START Provided information

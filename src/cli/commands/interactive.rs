use anyhow::Result;
use tokio::io::{AsyncBufReadExt, AsyncWriteExt, BufReader};

use super::{build_engine, new_session_id, print_outcome};
use post_pilot::config::PostPilotConfig;
use post_pilot::workflows::RunOutcome;

/// Review loop on standard input
pub struct InteractiveCommand {
    config: PostPilotConfig,
    session_id: Option<String>,
    request: String,
}

impl InteractiveCommand {
    pub fn new(config: PostPilotConfig, session_id: Option<String>, request: Vec<String>) -> Self {
        Self {
            config,
            session_id,
            request: request.join(" "),
        }
    }

    pub async fn execute(&self) -> Result<()> {
        let engine = build_engine(&self.config)?;
        let session_id = self.session_id.clone().unwrap_or_else(new_session_id);
        let mut lines = BufReader::new(tokio::io::stdin()).lines();
        let mut stdout = tokio::io::stdout();

        println!("🚀 Drafting a post for session {session_id}...");
        let mut outcome = engine.start(&session_id, &self.request).await?;

        while let RunOutcome::Suspended { payload, .. } = &outcome {
            println!();
            println!("📝 Draft:");
            println!();
            println!("{}", payload.current_draft);
            println!();
            println!("💬 {}", payload.prompt);
            stdout.write_all(b"> ").await?;
            stdout.flush().await?;

            let Some(input) = lines.next_line().await? else {
                println!();
                println!("💾 Session saved. Continue later with: post-pilot resume {session_id} <feedback>");
                return Ok(());
            };
            outcome = engine.resume(&session_id, &input).await?;
        }

        println!();
        print_outcome(&outcome);
        engine.log_metrics();
        Ok(())
    }
}
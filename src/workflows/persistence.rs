use async_trait::async_trait;
use chrono::{DateTime, Utc};
use rand::Rng;
use serde::{Deserialize, Serialize};
use sha2::{Digest, Sha256};
use std::collections::HashMap;
use std::path::PathBuf;
use thiserror::Error;
use tokio::fs;
use tokio::sync::RwLock;
use tracing::{debug, info, warn};

use super::state::{SessionState, WorkflowStage};
use crate::config::PersistenceConfig;
use crate::publish::PublishOutcome;

pub const RECORD_VERSION: &str = "1";
const MAX_SESSION_ID_LEN: usize = 128;

/// Errors that can occur during session persistence operations
#[derive(Debug, Error)]
pub enum StoreError {
    #[error("IO error: {0}")]
    IoError(#[from] std::io::Error),

    #[error("Serialization error: {0}")]
    SerializationError(#[from] serde_json::Error),

    #[error("State corruption detected for session {session_id}: {reason}")]
    StateCorruption { session_id: String, reason: String },

    #[error("Invalid session id {session_id:?}: use 1-128 characters from [A-Za-z0-9_-]")]
    InvalidSessionId { session_id: String },
}

/// Why a record was written
#[derive(Debug, Clone, Copy, PartialEq, Eq, Serialize, Deserialize)]
pub enum CheckpointReason {
    SessionCreated,
    StageTransition,
    BeforeSuspend,
    Terminal,
}

#[derive(Debug, Clone, PartialEq, Eq, Serialize, Deserialize)]
pub struct CheckpointMetadata {
    pub checkpoint_id: String,
    pub reason: CheckpointReason,
    pub integrity_hash: String,
    pub pid: Option<u32>,
    pub hostname: String,
}

#[derive(Debug, Clone, PartialEq, Eq, Serialize, Deserialize)]
pub struct StageTransitionRecord {
    pub from: WorkflowStage,
    pub to: WorkflowStage,
    pub timestamp: DateTime<Utc>,
    pub duration_ms: u64,
}

/// Everything persisted for one session
#[derive(Debug, Clone, Serialize, Deserialize)]
pub struct SessionRecord {
    pub version: String,
    pub session_id: String,
    pub stage: WorkflowStage,
    pub state: SessionState,
    #[serde(default)]
    pub publish_outcome: Option<PublishOutcome>,
    /// Set and saved before the publisher is called
    #[serde(default)]
    pub publish_attempted: bool,
    #[serde(default)]
    pub transitions: Vec<StageTransitionRecord>,
    pub checkpoint: Option<CheckpointMetadata>,
    pub created_at: DateTime<Utc>,
    pub updated_at: DateTime<Utc>,
}

impl SessionRecord {
    pub fn new(session_id: impl Into<String>, state: SessionState) -> Self {
        let now = Utc::now();
        Self {
            version: RECORD_VERSION.to_string(),
            session_id: session_id.into(),
            stage: WorkflowStage::Drafting,
            state,
            publish_outcome: None,
            publish_attempted: false,
            transitions: Vec::new(),
            checkpoint: None,
            created_at: now,
            updated_at: now,
        }
    }

    /// Move to `to` and append the transition to the audit trail
    pub fn transition_to(&mut self, to: WorkflowStage, duration_ms: u64) {
        info!(
            session_id = %self.session_id,
            from = %self.stage,
            to = %to,
            duration_ms = duration_ms,
            "Workflow stage transition"
        );
        self.transitions.push(StageTransitionRecord {
            from: self.stage.clone(),
            to: to.clone(),
            timestamp: Utc::now(),
            duration_ms,
        });
        self.stage = to;
    }
}

/// Reject ids that are empty, too long or unsafe as file names
pub fn validate_session_id(session_id: &str) -> Result<(), StoreError> {
    let valid = !session_id.is_empty()
        && session_id.len() <= MAX_SESSION_ID_LEN
        && session_id
            .chars()
            .all(|c| c.is_ascii_alphanumeric() || c == '-' || c == '_');
    if valid {
        Ok(())
    } else {
        Err(StoreError::InvalidSessionId {
            session_id: session_id.to_string(),
        })
    }
}

/// Fields covered by the integrity hash, in a fixed order
#[derive(Serialize)]
struct IntegrityFields<'a> {
    session_id: &'a str,
    version: &'a str,
    stage: &'a WorkflowStage,
    state: &'a SessionState,
    publish_outcome: &'a Option<PublishOutcome>,
    publish_attempted: bool,
    created_at: &'a DateTime<Utc>,
}

/// SHA-256 over the compact JSON of the fields that must not change behind
/// the engine's back. Bookkeeping (checkpoint, transitions, `updated_at`) is
/// left out.
pub fn calculate_integrity_hash(record: &SessionRecord) -> Result<String, StoreError> {
    let canonical = serde_json::to_vec(&IntegrityFields {
        session_id: &record.session_id,
        version: &record.version,
        stage: &record.stage,
        state: &record.state,
        publish_outcome: &record.publish_outcome,
        publish_attempted: record.publish_attempted,
        created_at: &record.created_at,
    })?;

    let mut hasher = Sha256::new();
    hasher.update(&canonical);
    Ok(format!("{:x}", hasher.finalize()))
}

/// Copy of `record` ready to be written: pruned history and fresh checkpoint metadata
fn prepare_for_save(
    record: &SessionRecord,
    reason: CheckpointReason,
    config: &PersistenceConfig,
) -> Result<SessionRecord, StoreError> {
    let mut to_save = record.clone();
    to_save.updated_at = Utc::now();

    if to_save.transitions.len() > config.max_transition_history {
        let excess = to_save.transitions.len() - config.max_transition_history;
        to_save.transitions.drain(0..excess);
        debug!(
            session_id = %to_save.session_id,
            pruned = excess,
            "Pruned excess transition history entries"
        );
    }

    let integrity_hash = if config.enable_integrity_checks {
        calculate_integrity_hash(&to_save)?
    } else {
        "integrity_disabled".to_string()
    };

    to_save.checkpoint = Some(CheckpointMetadata {
        checkpoint_id: format!("{}_{}", Utc::now().timestamp(), rand::rng().random::<u32>()),
        reason,
        integrity_hash,
        pid: Some(std::process::id()),
        hostname: hostname::get()
            .unwrap_or_default()
            .to_string_lossy()
            .to_string(),
    });

    Ok(to_save)
}

fn verify_integrity(record: &SessionRecord, config: &PersistenceConfig) -> Result<(), StoreError> {
    if !config.enable_integrity_checks {
        return Ok(());
    }

    let expected = record
        .checkpoint
        .as_ref()
        .map(|checkpoint| checkpoint.integrity_hash.as_str())
        .unwrap_or_default();
    let actual = calculate_integrity_hash(record)?;

    if expected != actual {
        warn!(
            session_id = %record.session_id,
            expected_hash = %expected,
            actual_hash = %actual,
            "Session integrity check failed"
        );
        return Err(StoreError::StateCorruption {
            session_id: record.session_id.clone(),
            reason: "Integrity check failed".to_string(),
        });
    }

    Ok(())
}

/// Keyed, last-write-wins storage of session records
#[async_trait]
pub trait SessionStore: Send + Sync {
    async fn get(&self, session_id: &str) -> Result<Option<SessionRecord>, StoreError>;

    /// Save the record, returning the checkpoint id written
    async fn put(&self, record: &SessionRecord, reason: CheckpointReason) -> Result<String, StoreError>;
}

/// One pretty-printed JSON file per session
#[derive(Debug, Clone)]
pub struct FileSystemSessionStore {
    config: PersistenceConfig,
}

impl FileSystemSessionStore {
    pub fn new(config: PersistenceConfig) -> Self {
        Self { config }
    }

    fn session_file_path(&self, session_id: &str) -> PathBuf {
        self.config
            .state_directory
            .join(format!("{session_id}.session.json"))
    }

    /// Ids of every stored session, sorted
    pub async fn list_session_ids(&self) -> Result<Vec<String>, StoreError> {
        if !self.config.state_directory.exists() {
            return Ok(vec![]);
        }

        let mut ids = Vec::new();
        let mut entries = fs::read_dir(&self.config.state_directory).await?;
        while let Some(entry) = entries.next_entry().await? {
            let file_name = entry.file_name();
            if let Some(id) = file_name
                .to_str()
                .and_then(|name| name.strip_suffix(".session.json"))
            {
                ids.push(id.to_string());
            }
        }
        ids.sort();
        Ok(ids)
    }
}

#[async_trait]
impl SessionStore for FileSystemSessionStore {
    async fn get(&self, session_id: &str) -> Result<Option<SessionRecord>, StoreError> {
        validate_session_id(session_id)?;
        let path = self.session_file_path(session_id);

        if !path.exists() {
            debug!(session_id = %session_id, file = ?path, "No session file found");
            return Ok(None);
        }

        let contents = fs::read_to_string(&path).await?;
        let record: SessionRecord = serde_json::from_str(&contents)?;
        verify_integrity(&record, &self.config)?;

        debug!(
            session_id = %session_id,
            stage = %record.stage,
            "Session loaded"
        );
        Ok(Some(record))
    }

    async fn put(&self, record: &SessionRecord, reason: CheckpointReason) -> Result<String, StoreError> {
        validate_session_id(&record.session_id)?;
        fs::create_dir_all(&self.config.state_directory).await?;

        let to_save = prepare_for_save(record, reason, &self.config)?;
        let path = self.session_file_path(&record.session_id);
        let serialized = serde_json::to_string_pretty(&to_save)?;

        // Write to temporary file first, then rename (atomic operation)
        let temp_path = path.with_extension("json.tmp");
        fs::write(&temp_path, serialized).await?;
        fs::rename(&temp_path, &path).await?;

        let checkpoint_id = to_save
            .checkpoint
            .map(|checkpoint| checkpoint.checkpoint_id)
            .unwrap_or_default();

        debug!(
            session_id = %record.session_id,
            checkpoint_id = %checkpoint_id,
            reason = ?reason,
            file = ?path,
            "Session saved"
        );
        Ok(checkpoint_id)
    }
}

/// Process-local store, mainly for tests and embedding
#[derive(Debug, Default)]
pub struct InMemorySessionStore {
    config: PersistenceConfig,
    records: RwLock<HashMap<String, SessionRecord>>,
}

impl InMemorySessionStore {
    pub fn new() -> Self {
        Self::default()
    }

    pub async fn len(&self) -> usize {
        self.records.read().await.len()
    }

    pub async fn is_empty(&self) -> bool {
        self.records.read().await.is_empty()
    }
}

#[async_trait]
impl SessionStore for InMemorySessionStore {
    async fn get(&self, session_id: &str) -> Result<Option<SessionRecord>, StoreError> {
        validate_session_id(session_id)?;
        Ok(self.records.read().await.get(session_id).cloned())
    }

    async fn put(&self, record: &SessionRecord, reason: CheckpointReason) -> Result<String, StoreError> {
        validate_session_id(&record.session_id)?;
        let to_save = prepare_for_save(record, reason, &self.config)?;
        let checkpoint_id = to_save
            .checkpoint
            .as_ref()
            .map(|checkpoint| checkpoint.checkpoint_id.clone())
            .unwrap_or_default();
        self.records
            .write()
            .await
            .insert(record.session_id.clone(), to_save);
        Ok(checkpoint_id)
    }
}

END Provided information

▶ **Task details**
Report all lines of the data that include the word "InteractiveCommand".

▶ **Output for this task**
pub struct InteractiveCommand {
impl InteractiveCommand {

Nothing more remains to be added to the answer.